Specific spatial neglect-related problems, such as those described above, can be observed to affect patients not only in the laboratory, but also in their daily activities. Deficits in orienting to or exploring stimuli in contralesional space related to abnormal “where” input, internal imagery or representation, and “aiming” motor-intentional output appear to the careful observer to be distinctly manifest in natural performance errors. For example, “where” errors may occur when the patient does not notice family or clinicians approaching in the neglected space; imagery errors may occur when patients attempt to direct a helper in fetching personal effects from the room or navigating the hospital; “aiming” errors may affect posture or transfers. Behavior may also vary depending on whether the subject is expected to bathe, shave or dress (personal space), read or explore a food tray (peripersonal space), or walk to the bathroom or a therapy room down the hall (extrapersonal space). Rehabilitation interventions may have specific effects on “where,” imagery, or “aiming” processing and depend on frame of reference or operational space. Therefore, an incomplete understanding of the patient’s symptomatology and assigning all spatial neglect patients to a single rehabilitation approach or outcome measure may present a major problem with validity, as it would be expected to produce disparate or incongruent results across studies.

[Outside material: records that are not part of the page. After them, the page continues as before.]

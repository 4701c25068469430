//! Build fully-initialized simulation scenarios from configuration
//!
//! Takes a `ScenarioConfig` (YAML-facing) and produces the runtime bundle
//! (`Scenario`) containing:
//! - engine settings (`Engine`: integrator choice and control parameters)
//! - run pacing (`RunParameters`)
//! - system state (`System` with bodies at t = 0)
//!
//! Everything is validated here so a `Scenario` can always be run.

use log::debug;

use crate::configuration::config::{BodyConfig, ScenarioConfig};
use crate::error::{ConfigError, Result};
use crate::simulation::engine::Engine;
use crate::simulation::params::RunParameters;
use crate::simulation::presets::Preset;
use crate::simulation::states::{Body, NVec3, System};

/// Validated runtime bundle, consumed by [`Simulation`](crate::Simulation)
#[derive(Debug, Clone)]
pub struct Scenario {
    pub engine: Engine,
    pub parameters: RunParameters,
    pub system: System,
}

impl Scenario {
    pub fn build_scenario(cfg: ScenarioConfig) -> Result<Self> {
        // Bodies: either a preset or the explicit list, never both
        let preset = match cfg.preset.as_deref() {
            Some(name) if !cfg.bodies.is_empty() => {
                return Err(ConfigError::InvalidParameter(format!(
                    "scenario names preset '{name}' and also lists bodies"
                )))
            }
            Some(name) => Some(name.parse::<Preset>()?),
            None => None,
        };

        let system = match preset {
            Some(p) => p.system()?,
            None => {
                let bodies = cfg
                    .bodies
                    .iter()
                    .enumerate()
                    .map(|(i, bc)| body_from_config(i, bc))
                    .collect::<Result<Vec<Body>>>()?;
                System::new(bodies)?
            }
        };

        // Run pacing, preset pace unless the file overrides it
        let p_cfg = cfg.parameters;
        let seconds_per_timescale = p_cfg
            .seconds_per_timescale
            .or(preset.map(Preset::seconds_per_timescale))
            .unwrap_or(RunParameters::default().seconds_per_timescale);
        let parameters = RunParameters {
            t_end: p_cfg.t_end,
            seconds_per_timescale,
            fps: p_cfg.fps,
            max_substeps: p_cfg.max_substeps,
            center: p_cfg.center,
        };
        parameters.validate()?;

        // Engine (runtime) from EngineConfig
        let engine = Engine {
            integrator: cfg.engine.integrator,
            params: cfg.engine.params(),
        };
        engine.params.validate()?;

        debug!(
            "scenario built: {} bodies, {:?}, preset {:?}",
            system.len(),
            engine.integrator,
            preset.map(Preset::name)
        );

        Ok(Self {
            engine,
            parameters,
            system,
        })
    }

    /// Scenario for a preset with default engine and pacing
    pub fn from_preset(preset: Preset) -> Result<Self> {
        Self::build_scenario(ScenarioConfig {
            preset: Some(preset.name().to_string()),
            ..Default::default()
        })
    }
}

/// Map `BodyConfig` -> runtime `Body` using nalgebra vectors
fn body_from_config(index: usize, bc: &BodyConfig) -> Result<Body> {
    let vec3 = |name: &str, v: &[f64]| -> Result<NVec3> {
        match v {
            [x, y, z] => Ok(NVec3::new(*x, *y, *z)),
            _ => Err(ConfigError::InvalidBody {
                index,
                reason: format!("{name} needs 3 components, got {}", v.len()),
            }),
        }
    };
    Ok(Body::new(index, bc.m, vec3("x", &bc.x)?, vec3("v", &bc.v)?))
}

#[cfg(test)]
mod tests {
    use super::*;
    use crate::configuration::config::IntegratorConfig;

    #[test]
    fn preset_supplies_pace() {
        let sc = Scenario::from_preset(Preset::BrouckeHenon).unwrap();
        assert_eq!(sc.parameters.seconds_per_timescale, 14.0);
        assert_eq!(sc.engine.integrator, IntegratorConfig::Ias15);
        assert_eq!(sc.system.len(), 3);
    }

    #[test]
    fn explicit_pace_wins() {
        let cfg = ScenarioConfig::from_yaml_str(
            "preset: moth\nparameters:\n  seconds_per_timescale: 2.0\n",
        )
        .unwrap();
        let sc = Scenario::build_scenario(cfg).unwrap();
        assert_eq!(sc.parameters.seconds_per_timescale, 2.0);
    }

    #[test]
    fn rejects_short_vectors() {
        let cfg = ScenarioConfig::from_yaml_str(
            "bodies:\n  - m: 1.0\n    x: [0.0, 1.0]\n    v: [0.0, 0.0, 0.0]\n",
        )
        .unwrap();
        assert!(matches!(
            Scenario::build_scenario(cfg),
            Err(ConfigError::InvalidBody { index: 0, .. })
        ));
    }

    #[test]
    fn rejects_preset_and_bodies_together() {
        let cfg = ScenarioConfig::from_yaml_str(
            "preset: moth\nbodies:\n  - m: 1.0\n    x: [0.0, 1.0, 0.0]\n    v: [0.0, 0.0, 0.0]\n",
        )
        .unwrap();
        assert!(matches!(
            Scenario::build_scenario(cfg),
            Err(ConfigError::InvalidParameter(_))
        ));
    }

    #[test]
    fn rejects_bad_engine_parameters() {
        let cfg = ScenarioConfig::from_yaml_str("preset: moth\nengine:\n  epsilon: -1.0\n").unwrap();
        assert!(matches!(
            Scenario::build_scenario(cfg),
            Err(ConfigError::InvalidParameter(_))
        ));
    }

    #[test]
    fn empty_scenario_has_no_bodies() {
        let cfg = ScenarioConfig::default();
        assert!(matches!(
            Scenario::build_scenario(cfg),
            Err(ConfigError::TooFewBodies { .. })
        ));
    }
}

TREATMENT THEORY AND TREATMENT FOR SPATIAL NEGLECT

Approaches to the spatial neglect syndrome

The different personnel who make up the interdisciplinary rehabilitation team may actually employ different treatment approaches. A restorative or restitutive approach attempts to reinstate premorbid capacity of injured brain-behavior systems via visual, tactile or auditory stimulation cuing, which is gradually reduced and then eliminated, and with integration of engaging activities. A vicariative strategy activates a system closely related to or sharing key components with spatial cognitive systems in order to increase spatial activation. For example, patients might be asked to walk and encouraged to advance the hemiparetic left leg, while they are simultaneously instructed to monitor their body spatial position or take note of physical details of their surroundings. A compensatory approach may involve counseling the family about safety issues, and arranging for the patient’s immediate environment to be visually simplified. Physician prescription of medication treatment to increase arousal or attention may be viewed as either restitutive or compensatory. It is not clear what combination of restitutive, vicariative, and compensatory approaches is ideal to improve spatial neglect symptoms, and at present we prefer to use restitutive and vicariative approaches, with compensation limited to environmental management for physical safety.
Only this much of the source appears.